Скоро след Санджара затерялся на бесчисленных, больших и малых дорогах и дорожках, верблюжьих тропах и тропках безбрежной Карнапчульской степи. Да и где тут встретить одинокого всадника, когда от одного малолюдного кишлака до другого здесь нужно ехать от восхода солнца до заката…

XVIII

— Молчи, Волк, молчи! Ты мешаешь мне думать.

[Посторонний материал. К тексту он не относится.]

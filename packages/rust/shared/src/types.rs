//! Core domain types: note identifiers, per-stage notes, and the listing record.

use std::collections::HashSet;
use std::fmt;
use std::marker::PhantomData;

use chrono::{DateTime, Utc};
use serde::{Deserialize, Serialize};

use crate::error::{HarvestError, Result};

// ---------------------------------------------------------------------------
// Stage
// ---------------------------------------------------------------------------

/// One step of the four-step content pipeline, in execution order.
#[derive(Debug, Clone, Copy, PartialEq, Eq, Hash, Serialize, Deserialize)]
#[serde(rename_all = "snake_case")]
pub enum Stage {
    Raw,
    Readable,
    Markdown,
    Rendered,
}

impl Stage {
    /// All stages in pipeline order.
    pub const ALL: [Stage; 4] = [Stage::Raw, Stage::Readable, Stage::Markdown, Stage::Rendered];

    /// Directory name under `notes/`.
    pub fn as_str(&self) -> &'static str {
        match self {
            Self::Raw => "raw",
            Self::Readable => "readable",
            Self::Markdown => "markdown",
            Self::Rendered => "rendered",
        }
    }

    /// Extension of the human-viewable artifact.
    pub fn extension(&self) -> &'static str {
        match self {
            Self::Markdown => "md",
            Self::Raw | Self::Readable | Self::Rendered => "html",
        }
    }
}

impl fmt::Display for Stage {
    fn fmt(&self, f: &mut fmt::Formatter<'_>) -> fmt::Result {
        f.write_str(self.as_str())
    }
}

/// Zero-sized marker tying a [`Note`] to the stage that produced it.
pub trait StageKind: Send + Sync + 'static {
    const STAGE: Stage;
}

/// Marker for notes captured straight from the source.
#[derive(Debug, Clone, Copy, PartialEq, Eq)]
pub struct Raw;

/// Marker for notes reduced to their primary content.
#[derive(Debug, Clone, Copy, PartialEq, Eq)]
pub struct Readable;

/// Marker for notes converted to Markdown.
#[derive(Debug, Clone, Copy, PartialEq, Eq)]
pub struct Markdown;

/// Marker for notes rendered back to styled HTML.
#[derive(Debug, Clone, Copy, PartialEq, Eq)]
pub struct Rendered;

impl StageKind for Raw {
    const STAGE: Stage = Stage::Raw;
}
impl StageKind for Readable {
    const STAGE: Stage = Stage::Readable;
}
impl StageKind for Markdown {
    const STAGE: Stage = Stage::Markdown;
}
impl StageKind for Rendered {
    const STAGE: Stage = Stage::Rendered;
}

// ---------------------------------------------------------------------------
// Meta
// ---------------------------------------------------------------------------

/// Identifier of a single note, derived from its listing URL.
#[derive(Debug, Clone, PartialEq, Eq, Hash, Serialize, Deserialize)]
pub struct Meta {
    /// Absolute URL of the note page.
    pub url: String,
    /// Human-readable slug segment.
    pub slug: String,
    /// Stable identifier; the cache key for every stage.
    pub id: String,
}

impl Meta {
    /// Derive a `Meta` from a listing URL.
    ///
    /// The URL is split on `/` and the last three segments are taken: the
    /// first is the slug, the second the id. Listing URLs end with a slash,
    /// so the third segment is normally empty.
    pub fn from_url(url: &str) -> Result<Self> {
        let segments: Vec<&str> = url.split('/').collect();
        if segments.len() < 3 {
            return Err(HarvestError::validation(format!(
                "listing url has too few path segments: {url}"
            )));
        }
        let tail = &segments[segments.len() - 3..];
        let (slug, id) = (tail[0], tail[1]);

        if id.is_empty() {
            return Err(HarvestError::validation(format!(
                "listing url does not contain a note id: {url}"
            )));
        }

        Ok(Self {
            url: url.to_string(),
            slug: slug.to_string(),
            id: id.to_string(),
        })
    }

    /// Derive metas for a whole listing, in order.
    ///
    /// Fails on an empty listing or when two urls share an id.
    pub fn from_urls(urls: &[String]) -> Result<Vec<Self>> {
        if urls.is_empty() {
            return Err(HarvestError::validation("listing did not contain any urls"));
        }

        let mut seen = HashSet::new();
        let mut metas = Vec::with_capacity(urls.len());
        for url in urls {
            let meta = Self::from_url(url)?;
            if !seen.insert(meta.id.clone()) {
                return Err(HarvestError::validation(format!(
                    "note id {} appears more than once in the listing",
                    meta.id
                )));
            }
            metas.push(meta);
        }
        Ok(metas)
    }
}

// ---------------------------------------------------------------------------
// Note
// ---------------------------------------------------------------------------

/// A note as produced by stage `S`.
///
/// `content` is the stage's semantic payload; `article` is the full-document
/// form written as the viewable artifact and fed to the next stage.
#[derive(Debug, Clone, PartialEq, Eq, Serialize, Deserialize)]
#[serde(bound = "")]
pub struct Note<S: StageKind> {
    #[serde(flatten)]
    pub meta: Meta,
    pub title: String,
    pub content: String,
    pub article: String,
    #[serde(skip)]
    stage: PhantomData<S>,
}

impl<S: StageKind> Note<S> {
    /// Build a note for stage `S`.
    pub fn new(
        meta: Meta,
        title: impl Into<String>,
        content: impl Into<String>,
        article: impl Into<String>,
    ) -> Self {
        Self {
            meta,
            title: title.into(),
            content: content.into(),
            article: article.into(),
            stage: PhantomData,
        }
    }

    /// The note's cache key.
    pub fn id(&self) -> &str {
        &self.meta.id
    }

    /// The stage this note belongs to.
    pub fn stage(&self) -> Stage {
        S::STAGE
    }
}

pub type RawNote = Note<Raw>;
pub type ReadableNote = Note<Readable>;
pub type MarkdownNote = Note<Markdown>;
pub type RenderedNote = Note<Rendered>;

/// Title and body captured from a note page by the source fetcher.
#[derive(Debug, Clone, PartialEq, Eq, Serialize, Deserialize)]
pub struct RawContent {
    pub title: String,
    /// Outer HTML of the article container.
    pub content: String,
    /// `content` wrapped in a minimal HTML document.
    pub article: String,
}

// ---------------------------------------------------------------------------
// Listing record
// ---------------------------------------------------------------------------

/// Root structure of `notes/database.json`.
///
/// A freshly reset workspace holds `{}`; `urls` is filled once the listing
/// has been discovered.
#[derive(Debug, Clone, Default, PartialEq, Eq, Serialize, Deserialize)]
pub struct ListingRecord {
    #[serde(default, skip_serializing_if = "Option::is_none")]
    pub urls: Option<Vec<String>>,
    #[serde(default, skip_serializing_if = "Option::is_none")]
    pub discovered_at: Option<DateTime<Utc>>,
}

impl ListingRecord {
    /// A record for a freshly discovered listing.
    pub fn discovered(urls: Vec<String>) -> Self {
        Self {
            urls: Some(urls),
            discovered_at: Some(Utc::now()),
        }
    }

    /// Cached urls, if a non-empty listing was recorded.
    pub fn cached_urls(&self) -> Option<&[String]> {
        self.urls.as_deref().filter(|urls| !urls.is_empty())
    }
}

Прижимая обрубленные уши к густой шерсти загривка, могучий пес поднимал голову, смотрел сквозь красные языки пламени костра и робко взвизгивал. Волк прислушивался к далеким звукам ночной степи.

Стрекотали мириады кузнечиков, пели цикады, шелестели на ветру сухие, жесткие стебли травы. Далеко–далеко выла гиена. По твердой земле шлепали чьи–то калоши и стучал посох.

— Молчи, Волк, — шептала тетушка Зайнаб, — или ты, глупый, не узнаешь? То слепой суфи идет спать к себе домой.

Тетушка Зайнаб запустила руку в шерсть Волка и ласково потрепала упрямую голову. Но замер шум одиноких шагов, а собака все еще вела себя беспокойно. Она встала, отряхнулась и подошла к открытой двери, вглядываясь в темноту.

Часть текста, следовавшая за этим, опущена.